═══ Extracted information ═══

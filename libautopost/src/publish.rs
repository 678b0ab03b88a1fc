//! Publish action: one human-paced browser session per attempt
//!
//! Protocol, in order:
//!
//! 1. Launch a context with the account's proxy and persisted session.
//! 2. Navigate to the publish surface and wait (bounded) for the editor.
//! 3. Focus the editor and type line by line, one keystroke at a time.
//! 4. Attach images, if any.
//! 5. Anti-spam wait.
//! 6. Activate the submit control, which must be visible and enabled.
//! 7. Confirmation window.
//!
//! Once the editor has been reached the session is persisted, whatever the
//! outcome. The context is closed on every path after a successful launch.

use async_trait::async_trait;
use rand::rngs::StdRng;
use rand::SeedableRng;
use std::path::PathBuf;
use std::sync::{Arc, Mutex, PoisonError};
use std::time::Duration;
use tracing::{debug, info, warn};

use crate::browser::{BrowserContext, BrowserDriver, ContextOptions, Locator};
use crate::config::{BrowserConfig, PacingConfig};
use crate::error::PublishError;
use crate::session::{SessionLocks, SessionStore};
use crate::types::{Account, PublishRecord};

/// Source of the human-pacing pauses
pub trait DelayGenerator: Send + Sync {
    fn keystroke(&self) -> Duration;
    fn line_pause(&self) -> Duration;
    fn anti_spam(&self) -> Duration;
}

/// Uniform pauses drawn from the configured ranges
pub struct RandomDelays {
    pacing: PacingConfig,
    rng: Mutex<StdRng>,
}

impl RandomDelays {
    pub fn new(pacing: PacingConfig) -> Self {
        Self {
            pacing,
            rng: Mutex::new(StdRng::from_entropy()),
        }
    }

    pub fn seeded(pacing: PacingConfig, seed: u64) -> Self {
        Self {
            pacing,
            rng: Mutex::new(StdRng::seed_from_u64(seed)),
        }
    }

    fn draw(&self, range: crate::scheduling::DelayRange) -> Duration {
        let mut rng = self.rng.lock().unwrap_or_else(PoisonError::into_inner);
        range.sample(&mut *rng)
    }
}

impl DelayGenerator for RandomDelays {
    fn keystroke(&self) -> Duration {
        self.draw(self.pacing.keystroke_ms)
    }

    fn line_pause(&self) -> Duration {
        self.draw(self.pacing.line_pause_ms)
    }

    fn anti_spam(&self) -> Duration {
        self.draw(self.pacing.anti_spam_ms)
    }
}

/// Zero pauses everywhere
pub struct NoDelays;

impl DelayGenerator for NoDelays {
    fn keystroke(&self) -> Duration {
        Duration::ZERO
    }

    fn line_pause(&self) -> Duration {
        Duration::ZERO
    }

    fn anti_spam(&self) -> Duration {
        Duration::ZERO
    }
}

/// What one publish attempt produced
#[derive(Debug)]
pub struct PublishOutcome {
    pub result: Result<PublishRecord, PublishError>,
    /// Saved session could not be read or written; never fails the attempt
    pub session_warning: Option<String>,
}

impl From<Result<PublishRecord, PublishError>> for PublishOutcome {
    fn from(result: Result<PublishRecord, PublishError>) -> Self {
        Self {
            result,
            session_warning: None,
        }
    }
}

/// Publishes one text for one account
#[async_trait]
pub trait Publisher: Send + Sync {
    async fn publish(&self, account: &Account, text: &str) -> PublishOutcome;
}

/// Map a publish outcome to the record appended to history
pub fn record_for(
    account: &Account,
    text: &str,
    outcome: Result<PublishRecord, PublishError>,
) -> PublishRecord {
    match outcome {
        Ok(record) => record,
        Err(e) => PublishRecord::failed(&account.id, text, e.to_string()),
    }
}

/// Where and how to publish
#[derive(Debug, Clone)]
pub struct PublishSettings {
    pub publish_url: String,
    pub editor: Locator,
    pub submit: Locator,
    pub confirmation: Option<Locator>,
    pub file_input: Locator,
    pub target_timeout: Duration,
    pub confirm_wait: Duration,
    pub context: ContextOptions,
}

impl PublishSettings {
    pub fn from_config(config: &BrowserConfig) -> Self {
        Self {
            publish_url: config.publish_url.clone(),
            editor: Locator::Css(config.editor_selector.clone()),
            submit: Locator::ButtonWithText(config.submit_text.clone()),
            confirmation: config.confirmation_selector.clone().map(Locator::Css),
            file_input: Locator::Css(r#"input[type="file"]"#.to_string()),
            target_timeout: Duration::from_secs(config.target_timeout_secs),
            confirm_wait: Duration::from_secs(config.confirm_wait_secs),
            context: ContextOptions::from_config(config),
        }
    }
}

pub struct PublishAction {
    driver: Arc<dyn BrowserDriver>,
    sessions: Arc<dyn SessionStore>,
    locks: SessionLocks,
    delays: Arc<dyn DelayGenerator>,
    settings: PublishSettings,
}

async fn pause(d: Duration) {
    if !d.is_zero() {
        tokio::time::sleep(d).await;
    }
}

impl PublishAction {
    pub fn new(
        driver: Arc<dyn BrowserDriver>,
        sessions: Arc<dyn SessionStore>,
        locks: SessionLocks,
        delays: Arc<dyn DelayGenerator>,
        settings: PublishSettings,
    ) -> Self {
        Self {
            driver,
            sessions,
            locks,
            delays,
            settings,
        }
    }

    pub fn settings(&self) -> &PublishSettings {
        &self.settings
    }

    /// Publish `text`, attaching `images` when non-empty
    pub async fn publish_with_images(
        &self,
        account: &Account,
        text: &str,
        images: &[PathBuf],
    ) -> PublishOutcome {
        let _session_guard = self.locks.lock(&account.id).await;
        let mut session_problems = Vec::new();

        let session = match self.sessions.load(&account.id).await {
            Ok(session) => session,
            Err(e) => {
                warn!(account_id = %account.id, "Starting without saved session: {}", e);
                session_problems.push(format!("saved session not loaded: {}", e));
                None
            }
        };

        let options = self
            .settings
            .context
            .clone()
            .with_proxy(account.proxy.clone())
            .with_session(session);

        debug!(
            account_id = %account.id,
            proxy = ?options.proxy.as_ref().map(|p| p.to_string()),
            "Launching context"
        );
        let result = self
            .attempt(&options, account, text, images, &mut session_problems)
            .await;
        let session_warning =
            (!session_problems.is_empty()).then(|| session_problems.join("; "));
        PublishOutcome {
            result,
            session_warning,
        }
    }

    async fn attempt(
        &self,
        options: &ContextOptions,
        account: &Account,
        text: &str,
        images: &[PathBuf],
        session_problems: &mut Vec<String>,
    ) -> Result<PublishRecord, PublishError> {
        let mut context = self.driver.launch(options).await?;

        let mut reached_editor = false;
        let outcome = self
            .drive(context.as_mut(), text, images, &mut reached_editor)
            .await;

        if reached_editor {
            if let Err(problem) = self.persist_session(context.as_mut(), &account.id).await {
                session_problems.push(problem);
            }
        }

        if let Err(e) = context.close().await {
            warn!(account_id = %account.id, "Failed to close browser context: {}", e);
        }

        match &outcome {
            Ok(()) => info!(account_id = %account.id, chars = text.chars().count(), "Published"),
            Err(e) => warn!(account_id = %account.id, error = %e, "Publish failed"),
        }
        outcome.map(|()| PublishRecord::posted(&account.id, text))
    }

    async fn drive(
        &self,
        context: &mut dyn BrowserContext,
        text: &str,
        images: &[PathBuf],
        reached_editor: &mut bool,
    ) -> Result<(), PublishError> {
        let settings = &self.settings;

        context.navigate(&settings.publish_url).await?;

        if !context
            .wait_for(&settings.editor, settings.target_timeout)
            .await?
        {
            return Err(PublishError::TargetNotFound {
                selector: settings.editor.to_string(),
                timeout_secs: settings.target_timeout.as_secs(),
            });
        }
        *reached_editor = true;

        context.click(&settings.editor).await?;
        self.type_like_human(context, text).await?;

        if !images.is_empty() {
            debug!(count = images.len(), "Attaching images");
            context.attach_files(&settings.file_input, images).await?;
        }

        let wait = self.delays.anti_spam();
        debug!(wait_ms = wait.as_millis() as u64, "Anti-spam wait");
        pause(wait).await;

        if !context.is_actionable(&settings.submit).await? {
            return Err(PublishError::SubmitControlNotFound(format!(
                "{} is not visible or enabled",
                settings.submit
            )));
        }
        context.click(&settings.submit).await?;
        debug!("Submit clicked");

        match &settings.confirmation {
            Some(confirmation) => {
                if !context.wait_for(confirmation, settings.confirm_wait).await? {
                    return Err(PublishError::Unconfirmed(settings.confirm_wait.as_secs()));
                }
            }
            None => pause(settings.confirm_wait).await,
        }
        Ok(())
    }

    async fn type_like_human(
        &self,
        context: &mut dyn BrowserContext,
        text: &str,
    ) -> Result<(), PublishError> {
        for line in text.split('\n') {
            let mut buf = [0u8; 4];
            for ch in line.chars() {
                context.type_text(ch.encode_utf8(&mut buf)).await?;
                pause(self.delays.keystroke()).await;
            }
            context.press_key("Enter").await?;
            pause(self.delays.line_pause()).await;
        }
        Ok(())
    }

    /// Returns the problem, already logged, when the session was not saved
    async fn persist_session(
        &self,
        context: &mut dyn BrowserContext,
        account_id: &str,
    ) -> Result<(), String> {
        let blob = match context.session_state().await {
            Ok(blob) => blob,
            Err(e) => {
                warn!(account_id, "Could not read session state: {}", e);
                return Err(format!("session state not readable: {}", e));
            }
        };
        if let Err(e) = self.sessions.save(account_id, &blob).await {
            warn!(account_id, "Session not persisted: {}", e);
            return Err(format!("session not saved: {}", e));
        }
        Ok(())
    }
}

#[async_trait]
impl Publisher for PublishAction {
    async fn publish(&self, account: &Account, text: &str) -> PublishOutcome {
        self.publish_with_images(account, text, &[]).await
    }
}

═══

**What you need to do:**
All lines from the beginning of the material above through the one with "and persisted session." need to be returned exactly; please return those and only those.

**Task result:**
filename libautopost/src/publish.rs
repository 678b0ab03b88a1fc
//! Publish action: one human-paced browser session per attempt
//!
//! Protocol, in order:
//!
//! 1. Launch a context with the account's proxy and persisted session.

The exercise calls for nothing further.